→ **Your objective**
The answer should consist of each line below that contains the word "None".

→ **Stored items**
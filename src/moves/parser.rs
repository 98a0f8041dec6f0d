//! Move-string parser.
//!
//! Grammar (case-insensitive):
//!
//! ```text
//! move    := action ("/" action)* "/"?
//! action  := TYPE (":" payload?)?
//! Buy     := card ("," district ("," spend)?)?
//! Deed    := card ("," district ("," spend)?)?
//! Sell    := card
//! Add     := card ("," spend)?
//! Trade   := suit ("," suit)?
//! Prefer  := card ("," suit)?
//! Choose  := card ("," suit)?
//! spend   := suit count ("," suit count)*
//! ```
//!
//! Parsing is structural only; nothing here looks at game state.

use thiserror::Error;

use super::action::{ActionKind, Parsed, SubAction};
use crate::board::DistrictId;
use crate::cards::CardId;
use crate::core::{Suit, Tokens};

/// Why a segment is malformed.
#[derive(Clone, Debug, PartialEq, Eq, Error)]
pub enum ParseError {
    #[error("empty action")]
    EmptyAction,
    #[error("unknown action type `{0}`")]
    UnknownType(String),
    #[error("`{0}` is not a card id")]
    BadCard(String),
    #[error("`{0}` is not a district")]
    BadDistrict(String),
    #[error("`{0}` is not a suit")]
    BadSuit(String),
    #[error("`{0}` is not a suit and count")]
    BadSpend(String),
    #[error("suit {0} appears twice in one spend")]
    RepeatedSuit(Suit),
    #[error("empty field")]
    EmptyField,
    #[error("too many fields for {0}")]
    TooManyFields(ActionKind),
}

/// Parse a full move string into its segments.
///
/// ```
/// use magnate::moves::{parse_move, Parsed};
///
/// let parsed = parse_move("buy:3mv,a,m2,v1/Sell");
/// assert_eq!(parsed.len(), 2);
/// assert!(parsed[0].valid() && !parsed[0].incomplete());
/// assert!(matches!(parsed[1], Parsed::Started(_)));
/// ```
pub fn parse_move(text: &str) -> Vec<Parsed> {
    let text = text.trim();
    if text.is_empty() {
        return Vec::new();
    }

    let mut segments: Vec<&str> = text.split('/').collect();
    if segments.len() > 1 && segments.last().is_some_and(|s| s.trim().is_empty()) {
        segments.pop();
    }

    segments.into_iter().map(parse_action).collect()
}

/// Parse a single segment.
pub fn parse_action(segment: &str) -> Parsed {
    match try_parse_action(segment.trim()) {
        Ok(parsed) => parsed,
        Err(error) => Parsed::Malformed {
            raw: segment.to_string(),
            error,
        },
    }
}

fn try_parse_action(segment: &str) -> Result<Parsed, ParseError> {
    if segment.is_empty() {
        return Err(ParseError::EmptyAction);
    }

    let (keyword, payload) = match segment.split_once(':') {
        Some((k, p)) => (k, p.trim()),
        None => (segment, ""),
    };
    let kind = ActionKind::from_name(keyword).ok_or_else(|| ParseError::UnknownType(keyword.trim().to_string()))?;
    if payload.is_empty() {
        return Ok(Parsed::Started(kind));
    }

    let fields = split_fields(payload)?;
    let action = match kind {
        ActionKind::Buy | ActionKind::Deed => {
            let card = card(fields[0])?;
            let district = fields.get(1).map(|f| district(f)).transpose()?;
            let spend = spend(fields.get(2..).unwrap_or_default())?;
            if kind == ActionKind::Buy {
                SubAction::Buy { card, district, spend }
            } else {
                SubAction::Deed { card, district, spend }
            }
        }
        ActionKind::Sell => {
            at_most(kind, &fields, 1)?;
            SubAction::Sell { card: card(fields[0])? }
        }
        ActionKind::Add => SubAction::Add {
            card: card(fields[0])?,
            spend: spend(&fields[1..])?,
        },
        ActionKind::Trade => {
            at_most(kind, &fields, 2)?;
            SubAction::Trade {
                from: suit(fields[0])?,
                to: fields.get(1).map(|f| suit(f)).transpose()?,
            }
        }
        ActionKind::Prefer | ActionKind::Choose => {
            at_most(kind, &fields, 2)?;
            let card = card(fields[0])?;
            let suit = fields.get(1).map(|f| suit(f)).transpose()?;
            if kind == ActionKind::Prefer {
                SubAction::Prefer { card, suit }
            } else {
                SubAction::Choose { card, suit }
            }
        }
    };

    Ok(Parsed::from(action))
}

/// Comma-split a non-empty payload. A single trailing empty field is dropped.
fn split_fields(payload: &str) -> Result<Vec<&str>, ParseError> {
    let mut fields: Vec<&str> = payload.split(',').map(str::trim).collect();
    if fields.len() > 1 && fields.last().is_some_and(|f| f.is_empty()) {
        fields.pop();
    }
    if fields.iter().any(|f| f.is_empty()) {
        return Err(ParseError::EmptyField);
    }
    Ok(fields)
}

fn at_most(kind: ActionKind, fields: &[&str], max: usize) -> Result<(), ParseError> {
    if fields.len() > max {
        Err(ParseError::TooManyFields(kind))
    } else {
        Ok(())
    }
}

fn card(field: &str) -> Result<CardId, ParseError> {
    CardId::parse(field).ok_or_else(|| ParseError::BadCard(field.to_string()))
}

fn single_char(field: &str) -> Option<char> {
    let mut chars = field.chars();
    match (chars.next(), chars.next()) {
        (Some(c), None) => Some(c),
        _ => None,
    }
}

fn district(field: &str) -> Result<DistrictId, ParseError> {
    single_char(field)
        .and_then(DistrictId::from_letter)
        .ok_or_else(|| ParseError::BadDistrict(field.to_string()))
}

fn suit(field: &str) -> Result<Suit, ParseError> {
    single_char(field)
        .and_then(Suit::from_letter)
        .ok_or_else(|| ParseError::BadSuit(field.to_string()))
}

fn spend(fields: &[&str]) -> Result<Tokens, ParseError> {
    let mut tokens = Tokens::zero();
    for field in fields {
        let bad = || ParseError::BadSpend((*field).to_string());

        let mut chars = field.chars();
        let suit = chars.next().and_then(Suit::from_letter).ok_or_else(bad)?;
        let digits = chars.as_str();
        if digits.is_empty() || !digits.bytes().all(|b| b.is_ascii_digit()) {
            return Err(bad());
        }
        let count: u32 = digits.parse().map_err(|_| bad())?;
        if count == 0 {
            return Err(bad());
        }
        if tokens[suit] > 0 {
            return Err(ParseError::RepeatedSuit(suit));
        }
        tokens[suit] = count;
    }
    Ok(tokens)
}
//! Draw pile.
//!
//! Top of the pile is the end of the vector. Backed by `im::Vector` so a
//! cloned turn state shares the pile with its parent until one of them draws.

use im::Vector;
use serde::{Deserialize, Serialize};

use super::definition::CardId;
use crate::core::GameRng;

/// An ordered pile of cards.
#[derive(Clone, Debug, Default, PartialEq, Eq, Serialize, Deserialize)]
pub struct Deck {
    cards: Vector<CardId>,
}

impl Deck {
    /// Create a pile from cards listed bottom to top.
    pub fn new(cards: impl IntoIterator<Item = CardId>) -> Self {
        Self {
            cards: cards.into_iter().collect(),
        }
    }

    /// Draw up to `n` cards from the top.
    pub fn draw(&mut self, n: usize) -> Vec<CardId> {
        let mut drawn = Vec::with_capacity(n);
        while drawn.len() < n {
            match self.cards.pop_back() {
                Some(card) => drawn.push(card),
                None => break,
            }
        }
        drawn
    }

    /// Remove a specific card. Returns true if it was in the pile.
    pub fn remove(&mut self, id: &CardId) -> bool {
        match self.cards.index_of(id) {
            Some(pos) => {
                self.cards.remove(pos);
                true
            }
            None => false,
        }
    }

    /// Put cards on the bottom of the pile.
    pub fn extend(&mut self, cards: impl IntoIterator<Item = CardId>) {
        for card in cards {
            self.cards.push_front(card);
        }
    }

    /// Shuffle the pile in place.
    pub fn shuffle(&mut self, rng: &mut GameRng) {
        let mut cards: Vec<CardId> = self.cards.iter().cloned().collect();
        rng.shuffle(&mut cards);
        self.cards = cards.into_iter().collect();
    }

    /// Cards remaining.
    #[must_use]
    pub fn len(&self) -> usize {
        self.cards.len()
    }

    /// Is the pile exhausted?
    #[must_use]
    pub fn is_empty(&self) -> bool {
        self.cards.is_empty()
    }

    /// Cards bottom to top.
    pub fn iter(&self) -> impl Iterator<Item = &CardId> {
        self.cards.iter()
    }

    /// Replace every card with the face-down placeholder.
    #[must_use]
    pub fn face_down(&self) -> Self {
        Self::new(self.cards.iter().map(|_| CardId::hidden()))
    }
}

#[cfg(test)]
mod tests {
    use super::*;

    fn ids(raw: &[&str]) -> Vec<CardId> {
        raw.iter().map(CardId::new).collect()
    }

    #[test]
    fn test_draw_from_top() {
        let mut deck = Deck::new(ids(&["1M", "2MK", "3MV"]));

        assert_eq!(deck.draw(2), ids(&["3MV", "2MK"]));
        assert_eq!(deck.len(), 1);
        assert_eq!(deck.draw(5), ids(&["1M"]));
        assert!(deck.is_empty());
        assert!(deck.draw(1).is_empty());
    }

    #[test]
    fn test_remove() {
        let mut deck = Deck::new(ids(&["1M", "2MK"]));

        assert!(deck.remove(&CardId::new("1M")));
        assert!(!deck.remove(&CardId::new("1M")));
        assert_eq!(deck.len(), 1);
    }

    #[test]
    fn test_extend_goes_to_bottom() {
        let mut deck = Deck::new(ids(&["2MK"]));
        deck.extend(ids(&["1M"]));

        assert_eq!(deck.draw(1), ids(&["2MK"]));
        assert_eq!(deck.draw(1), ids(&["1M"]));
    }

    #[test]
    fn test_shuffle_is_deterministic() {
        let cards = ids(&["1M", "1S", "1V", "1L", "1Y", "1K", "2MK", "2SY", "2VL"]);
        let mut a = Deck::new(cards.clone());
        let mut b = Deck::new(cards);

        a.shuffle(&mut GameRng::new(5));
        b.shuffle(&mut GameRng::new(5));

        assert_eq!(a, b);
        assert_eq!(a.len(), 9);
    }

    #[test]
    fn test_face_down_keeps_size() {
        let deck = Deck::new(ids(&["1M", "2MK"]));
        let hidden = deck.face_down();

        assert_eq!(hidden.len(), 2);
        assert!(hidden.iter().all(CardId::is_hidden));
    }
}
//! Token ledger: per-player, per-suit resource counters.
//!
//! Counters never go negative. `credit` always succeeds; `debit` either
//! applies the whole vector or leaves the ledger untouched.

use serde::{Deserialize, Serialize};
use thiserror::Error;

use crate::core::{PlayerId, PlayerMap, Suit, Tokens};

/// A debit that would drive a counter below zero.
#[derive(Clone, Copy, Debug, PartialEq, Eq, Error)]
#[error("{player} needs {needed} {suit:?} but holds {held}")]
pub struct Unaffordable {
    /// Debited player.
    pub player: PlayerId,
    /// First suit that fell short.
    pub suit: Suit,
    /// Amount the debit asked for.
    pub needed: u32,
    /// Amount held.
    pub held: u32,
}

/// Per-player token holdings.
#[derive(Clone, Debug, PartialEq, Eq, Serialize, Deserialize)]
pub struct TokenLedger {
    holdings: PlayerMap<Tokens>,
}

impl TokenLedger {
    /// Empty ledger for `player_count` players.
    #[must_use]
    pub fn new(player_count: usize) -> Self {
        Self {
            holdings: PlayerMap::with_default(player_count),
        }
    }

    /// A player's holdings.
    #[must_use]
    pub fn holdings(&self, player: PlayerId) -> &Tokens {
        &self.holdings[player]
    }

    /// Tokens of one suit held by a player.
    #[must_use]
    pub fn held(&self, player: PlayerId, suit: Suit) -> u32 {
        self.holdings[player][suit]
    }

    /// Total tokens held by a player.
    #[must_use]
    pub fn total(&self, player: PlayerId) -> u32 {
        self.holdings[player].total()
    }

    /// Tokens in circulation per suit, summed over players.
    #[must_use]
    pub fn circulation(&self) -> Tokens {
        self.holdings
            .iter()
            .fold(Tokens::zero(), |acc, (_, held)| acc + *held)
    }

    /// Add tokens to a player.
    pub fn credit(&mut self, player: PlayerId, tokens: &Tokens) {
        self.holdings[player] += *tokens;
    }

    /// Remove tokens from a player, all or nothing.
    pub fn debit(&mut self, player: PlayerId, tokens: &Tokens) -> Result<(), Unaffordable> {
        let held = self.holdings[player];
        match held.checked_sub(tokens) {
            Ok(remaining) => {
                self.holdings[player] = remaining;
                Ok(())
            }
            Err(suit) => Err(Unaffordable {
                player,
                suit,
                needed: tokens[suit],
                held: held[suit],
            }),
        }
    }

    /// Cap a player's holding of one suit, returning the forfeited amount.
    pub fn cap(&mut self, player: PlayerId, suit: Suit, max: u32) -> u32 {
        let held = &mut self.holdings[player][suit];
        let forfeited = held.saturating_sub(max);
        *held -= forfeited;
        forfeited
    }

    /// Iterate over all players' holdings.
    pub fn iter(&self) -> impl Iterator<Item = (PlayerId, &Tokens)> {
        self.holdings.iter()
    }
}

→ **Solution below**
        None => (segment, ""),
        (Some(c), None) => Some(c),
        _ => None,
                None => break,
            None => false,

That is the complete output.